Traditionalists have suggested that the Bishop should be Ďstruck down by thunder and lightning boltsí
His comments, made in a recent address at the Christ Church of Hamilton and Wenham in Massachusetts, have enraged traditional Anglicans who have suggested that the Bishop should be “struck down by thunder and lightning bolts”. Bishop Robinson, whose consecration in 2003 triggered a schism between evangelicals and liberals in the worldwide Anglican Communion, was giving an address entitled “Homosexuality and the Body of Christ: Is There a New Way?”
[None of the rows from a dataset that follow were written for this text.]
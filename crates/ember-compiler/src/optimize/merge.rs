//! Local Variable Merging
//!
//! Greedy coloring of the interference graph. Two variables of the same type
//! interfere when both are live at some node (counting the node's own
//! definitions). Parameters keep their own color; every local either joins
//! the first compatible color or opens a new one, and is then renamed to
//! that color's representative.

use super::cfg::Cfg;
use super::liveness::{is_self_copy, Liveness};
use crate::error::{CompileError, CompileResult};
use crate::ir::{Function, StmtKind, VarId, Variable};
use rustc_hash::{FxHashMap, FxHashSet};

/// Undirected interference graph over a function's parameters and locals
#[derive(Debug, Clone, Default)]
pub struct InterferenceGraph {
    edges: FxHashMap<VarId, FxHashSet<VarId>>,
}

impl InterferenceGraph {
    /// Build the graph from liveness facts
    pub fn build(vars: &[Variable], func: &Function, cfg: &Cfg, liveness: &Liveness) -> Self {
        let mut graph = Self::default();
        for v in func.params.iter().chain(func.locals.iter()) {
            graph.edges.entry(*v).or_default();
        }
        for node in 0..cfg.len() {
            let mut live: Vec<VarId> = liveness.live_at(node).into_iter().collect();
            live.sort();
            for (i, a) in live.iter().enumerate() {
                for b in &live[i + 1..] {
                    if vars[a.index()].ty == vars[b.index()].ty {
                        graph.add_edge(*a, *b);
                    }
                }
            }
        }
        graph
    }

    fn add_edge(&mut self, a: VarId, b: VarId) {
        self.edges.entry(a).or_default().insert(b);
        self.edges.entry(b).or_default().insert(a);
    }

    pub fn interferes(&self, a: VarId, b: VarId) -> bool {
        self.edges.get(&a).is_some_and(|n| n.contains(&b))
    }

    pub fn degree(&self, v: VarId) -> usize {
        self.edges.get(&v).map_or(0, |n| n.len())
    }
}

/// Local variable merger
pub struct VariableMerger;

impl VariableMerger {
    /// Create a new variable merger
    pub fn new() -> Self {
        Self
    }

    /// Merge non-interfering locals until no more can be merged. Returns the
    /// number of locals removed from the function.
    pub fn merge(&self, vars: &[Variable], func: &mut Function) -> CompileResult<usize> {
        let mut merged = 0;
        loop {
            let round = self.merge_once(vars, func)?;
            if round == 0 {
                break;
            }
            merged += round;
        }
        if merged > 0 {
            log::debug!("merged {} locals in {}", merged, func.name);
        }
        Ok(merged)
    }

    /// Color the interference graph and return, for every local that joins
    /// another variable's color, the representative it is renamed to
    pub fn plan(&self, vars: &[Variable], func: &Function) -> CompileResult<FxHashMap<VarId, VarId>> {
        let cfg = Cfg::build(&func.body)?;
        let liveness = Liveness::compute(func, &cfg);
        let graph = InterferenceGraph::build(vars, func, &cfg, &liveness);

        // Colors are identified by their representative
        let mut colors: Vec<(VarId, Vec<VarId>)> =
            func.params.iter().map(|p| (*p, vec![*p])).collect();

        let mut order: Vec<(usize, VarId)> = func.locals.iter().copied().enumerate().collect();
        // Descending degree, ties in declaration order
        order.sort_by(|(ia, a), (ib, b)| graph.degree(*b).cmp(&graph.degree(*a)).then(ia.cmp(ib)));

        let mut rename: FxHashMap<VarId, VarId> = FxHashMap::default();
        for (_, local) in order {
            let ty = &vars[local.index()].ty;
            let slot = colors.iter_mut().find(|(rep, members)| {
                vars[rep.index()].ty == *ty && members.iter().all(|m| !graph.interferes(*m, local))
            });
            match slot {
                Some((rep, members)) => {
                    members.push(local);
                    rename.insert(local, *rep);
                }
                None => colors.push((local, vec![local])),
            }
        }

        check_coloring(func, &graph, &colors)?;
        Ok(rename)
    }

    fn merge_once(&self, vars: &[Variable], func: &mut Function) -> CompileResult<usize> {
        let rename = self.plan(vars, func)?;
        if rename.is_empty() {
            return Ok(0);
        }

        for (local, rep) in &rename {
            log::trace!("{}: {} merged into {}", func.name, local, rep);
        }
        func.body.map_vars(|v| rename.get(&v).copied().unwrap_or(v));
        for stmt in func.body.walk_stmts() {
            let kind = &func.body.stmt(stmt).kind;
            if matches!(kind, StmtKind::Assign { .. }) && is_self_copy(&func.body, kind) {
                func.body.remove_stmt(stmt);
            }
        }
        func.locals.retain(|l| !rename.contains_key(l));
        Ok(rename.len())
    }
}

impl Default for VariableMerger {
    fn default() -> Self {
        Self::new()
    }
}

fn check_coloring(
    func: &Function,
    graph: &InterferenceGraph,
    colors: &[(VarId, Vec<VarId>)],
) -> CompileResult<()> {
    for (rep, members) in colors {
        for (i, a) in members.iter().enumerate() {
            for b in &members[i + 1..] {
                if graph.interferes(*a, *b) {
                    return Err(CompileError::InvariantViolation {
                        pass: "merge".to_string(),
                        function: func.name.clone(),
                        message: format!("{} and {} share color {} but interfere", a, b, rep),
                        dump: String::new(),
                    });
                }
            }
        }
    }
    Ok(())
}
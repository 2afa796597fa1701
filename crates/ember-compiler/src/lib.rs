//! Ember Compiler - class elimination and dataflow optimization
//!
//! Takes a type-checked object-oriented IR program, lowers every class
//! construct to plain functions and global arrays, and then shrinks the
//! result with intraprocedural dataflow passes.

pub mod config;
pub mod error;
pub mod hierarchy;
pub mod interp;
pub mod ir;
pub mod lower;
pub mod optimize;

pub use config::{CompilerConfig, ConfigError, LowerConfig, OptimizeConfig};
pub use error::{CompileError, CompileResult, Diagnostic, RuntimeError, Severity};
pub use interp::{Interpreter, Value};
pub use ir::{PrettyPrint, Program, ProgramBuilder};
pub use lower::{ClassEliminator, EliminationStats};
pub use optimize::{OptLevel, OptStats, Optimizer};

/// What one compilation did
#[derive(Debug, Clone, Default, PartialEq, Eq)]
pub struct CompileStats {
    pub elimination: EliminationStats,
    pub optimization: OptStats,
}

/// Main compiler entry point
pub struct Compiler {
    config: CompilerConfig,
}

impl Compiler {
    pub fn new(config: CompilerConfig) -> Self {
        Self { config }
    }

    pub fn config(&self) -> &CompilerConfig {
        &self.config
    }

    /// Run the whole pipeline and return the flat program
    pub fn compile(&self, program: Program) -> CompileResult<Program> {
        self.compile_with_stats(program).map(|(program, _)| program)
    }

    /// Verify, eliminate classes, optimize, and check the result
    pub fn compile_with_stats(&self, program: Program) -> CompileResult<(Program, CompileStats)> {
        let (mut program, elimination) = self.lower(program)?;

        let optimization = Optimizer::new(self.config.optimize.level)
            .with_max_rounds(self.config.optimize.max_rounds)
            .optimize(&mut program)?;

        program.verify()?;
        program.assert_flat()?;
        log::info!(
            "compiled {} functions: {} classes eliminated, {} rewrites",
            program.functions.len(),
            elimination.classes,
            optimization.changes()
        );
        Ok((
            program,
            CompileStats {
                elimination,
                optimization,
            },
        ))
    }

    /// Verify and eliminate classes without optimizing
    pub fn lower(&self, mut program: Program) -> CompileResult<(Program, EliminationStats)> {
        program.verify()?;
        let stats = ClassEliminator::new(self.config.lower.clone()).eliminate(&mut program)?;
        program.verify()?;
        Ok((program, stats))
    }
}

impl Default for Compiler {
    fn default() -> Self {
        Self::new(CompilerConfig::default())
    }
}
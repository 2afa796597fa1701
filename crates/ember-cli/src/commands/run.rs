//! `ember run` - compile and interpret an entry function

use anyhow::{Context, Result};
use ember_compiler::{Compiler, CompilerConfig, Interpreter, OptLevel, Value};
use std::path::Path;

/// What running the entry produced
#[derive(Debug, Clone, PartialEq)]
pub struct RunReport {
    pub value: Value,
    /// Lines written by `print`
    pub output: Vec<String>,
}

pub fn execute(
    path: &Path,
    mut config: CompilerConfig,
    opt: Option<OptLevel>,
    entry: &str,
) -> Result<RunReport> {
    if let Some(level) = opt {
        config.optimize.level = level;
    }
    let program = super::load_program(path)?;
    let flat = Compiler::new(config).compile(program)?;

    let mut interp = Interpreter::new(&flat);
    let value = interp
        .call(entry, Vec::new())
        .with_context(|| format!("{} failed", entry))?;
    log::debug!("{} finished after {} steps", entry, interp.steps());
    Ok(RunReport {
        value,
        output: interp.output().to_vec(),
    })
}
//! Subcommand implementations

pub mod build;
pub mod check;
pub mod lower;
pub mod run;

use anyhow::{Context, Result};
use ember_compiler::{CompilerConfig, Program};
use std::path::Path;

/// Configuration file picked up from the working directory
pub const DEFAULT_CONFIG_FILE: &str = "ember.toml";

/// Read a program in JSON interchange form
pub fn load_program(path: &Path) -> Result<Program> {
    let text = std::fs::read_to_string(path)
        .with_context(|| format!("failed to read {}", path.display()))?;
    let program =
        Program::from_json(&text).with_context(|| format!("failed to parse {}", path.display()))?;
    log::debug!(
        "loaded {}: {} classes, {} functions",
        path.display(),
        program.classes.len(),
        program.functions.len()
    );
    Ok(program)
}

/// Explicit `--config` file, else `./ember.toml` when present, else defaults
pub fn load_config(explicit: Option<&Path>) -> Result<CompilerConfig> {
    let path = match explicit {
        Some(path) => path.to_path_buf(),
        None => {
            let local = Path::new(DEFAULT_CONFIG_FILE);
            if !local.is_file() {
                return Ok(CompilerConfig::default());
            }
            local.to_path_buf()
        }
    };
    log::debug!("using configuration {}", path.display());
    CompilerConfig::load(&path).with_context(|| format!("invalid configuration {}", path.display()))
}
In answer to a question from the congregation about how the acceptance of homosexuality could be squared with the scriptural emphasis on redemption for sins, the Bishop replied: “Interestingly enough, in this day of traditional family values, this man that we follow was single, as far as we know, travelled with a bunch of men, had a disciple who was known as ‘the one whom Jesus loved’ and said my family is not my mother and father, my family is those who do the will of God. None of us likes those harsh words. That’s who Jesus is, that’s who he was at heart, in his earthly life.
”Those who would posit the nuclear family as the be all and end all of God’s creation probably don’t find that much in the gospels to support it,” he said.
David Virtue, an evangelical commentator who runs the influential conservative Anglican website, VirtueOnline, called the comments “rubbish”.
He said: “It is appalling deconstructionism from the liberal lobby which will spin even the remotest thing to turn it into a hint that Biblical figures are gay. It is so utterly preposterous to imply that Jesus’s relationship with John was homo-erotic, but twisting the truth is the only way these people can get scriptural justification for their lifestyles. Can you imagine Calvin, Luther or Erasmus saying something like this? It is a wonder that thunder and lightning bolts don’t strike Bishop Robinson down.”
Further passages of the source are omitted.